(WHAT NEEDS TO BE DONE)
Find every line below with the word "temperature" in it, and copy each one.

============================================================

//! OpenAI-compatible chat completion client

use super::client::CompletionClient;
use super::stream::{SseDecoder, StreamEvent};
use crate::config::{LlmConfig, timeouts};
use crate::error::{RcaError, RcaResult, sanitize_error_text};
use crate::summarizer::Prompt;
use async_trait::async_trait;
use futures::StreamExt;
use reqwest::{Client, StatusCode};
use serde_json::{Value, json};
use std::sync::Arc;
use tracing::{debug, instrument};

const PROVIDER: &str = "openai";

/// Callback receiving the number of content bytes streamed so far
pub type ProgressFn = Arc<dyn Fn(usize) + Send + Sync>;

/// Chat completion client for OpenAI and compatible endpoints
pub struct OpenAiClient {
    config: LlmConfig,
    http_client: Client,
    progress: Option<ProgressFn>,
}

impl OpenAiClient {
    pub fn new(config: LlmConfig) -> RcaResult<Self> {
        let http_client = Client::builder()
            .connect_timeout(timeouts::llm::connection_timeout())
            .timeout(config.timeout)
            .build()
            .map_err(|e| RcaError::config(format!("Failed to build LLM HTTP client: {}", e)))?;

        Ok(Self {
            config,
            http_client,
            progress: None,
        })
    }

    /// Stream the completion and report received bytes to `progress`
    pub fn with_progress(mut self, progress: ProgressFn) -> Self {
        self.progress = Some(progress);
        self
    }

    fn request_body(&self, prompt: &Prompt, stream: bool) -> Value {
        let mut body = json!({
            "model": self.config.model,
            "messages": [
                { "role": "system", "content": prompt.system },
                { "role": "user", "content": prompt.document },
            ],
        });
        if let Some(max_tokens) = self.config.max_tokens {
            body["max_tokens"] = json!(max_tokens);
        }
        if let Some(temperature) = self.config.temperature {
            body["temperature"] = json!(temperature);
        }
        if stream {
            body["stream"] = json!(true);
        }
        body
    }

    async fn send(&self, body: &Value) -> RcaResult<reqwest::Response> {
        let url = format!("{}/chat/completions", self.config.base_url);
        let mut request = self.http_client.post(&url).json(body);
        if let Some(api_key) = &self.config.api_key {
            request = request.bearer_auth(api_key);
        }

        let response = request.send().await.map_err(|e| self.transport_error(e))?;
        let status = response.status();
        debug!("HTTP Request: POST {} \"{}\"", url, status);

        if !status.is_success() {
            let error_text = response.text().await.unwrap_or_default();
            return Err(status_error(status, &error_text));
        }
        Ok(response)
    }

    fn transport_error(&self, e: reqwest::Error) -> RcaError {
        if e.is_timeout() {
            RcaError::timeout_with_context(self.config.timeout.as_secs(), "LLM completion")
        } else {
            RcaError::llm_with_provider(format!("OpenAI request failed: {}", e), PROVIDER)
        }
    }

    async fn complete_blocking(&self, prompt: &Prompt) -> RcaResult<String> {
        let response = self.send(&self.request_body(prompt, false)).await?;
        let response_json: Value = response.json().await.map_err(|e| {
            RcaError::llm_with_provider(format!("Failed to parse OpenAI response: {}", e), PROVIDER)
        })?;
        parse_completion(&response_json)
    }

    async fn complete_streaming(&self, prompt: &Prompt, progress: &ProgressFn) -> RcaResult<String> {
        let response = self.send(&self.request_body(prompt, true)).await?;
        let mut bytes = response.bytes_stream();
        let mut decoder = SseDecoder::default();
        let mut content = String::new();

        'read: while let Some(chunk) = bytes.next().await {
            let chunk = chunk.map_err(|e| self.transport_error(e))?;
            for event in decoder.push(&chunk) {
                match event {
                    StreamEvent::Content(delta) => {
                        content.push_str(&delta);
                        progress(content.len());
                    }
                    StreamEvent::Done => break 'read,
                }
            }
        }

        non_blank(content)
    }
}

#[async_trait]
impl CompletionClient for OpenAiClient {
    #[instrument(skip(self, prompt), fields(model = %self.config.model), level = "debug")]
    async fn complete(&self, prompt: &Prompt) -> RcaResult<String> {
        match &self.progress {
            Some(progress) => self.complete_streaming(prompt, progress).await,
            None => self.complete_blocking(prompt).await,
        }
    }
}

fn status_error(status: StatusCode, body: &str) -> RcaError {
    let detail = sanitize_error_text(body);
    let message = if status == StatusCode::TOO_MANY_REQUESTS {
        format!("OpenAI rate limit exceeded (status {}): {}", status, detail)
    } else {
        format!("OpenAI API error (status {}): {}", status, detail)
    };
    RcaError::llm_with_status(message, PROVIDER, status.as_u16())
}

fn parse_completion(response: &Value) -> RcaResult<String> {
    let content = response["choices"][0]["message"]["content"]
        .as_str()
        .ok_or_else(|| RcaError::llm_with_provider("OpenAI response has no message content", PROVIDER))?;
    non_blank(content.to_string())
}

fn non_blank(content: String) -> RcaResult<String> {
    if content.trim().is_empty() {
        return Err(RcaError::llm_with_provider("OpenAI returned an empty completion", PROVIDER));
    }
    Ok(content)
}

============================================================

(OUTPUT OF THE TASK)
        if let Some(temperature) = self.config.temperature {
            body["temperature"] = json!(temperature);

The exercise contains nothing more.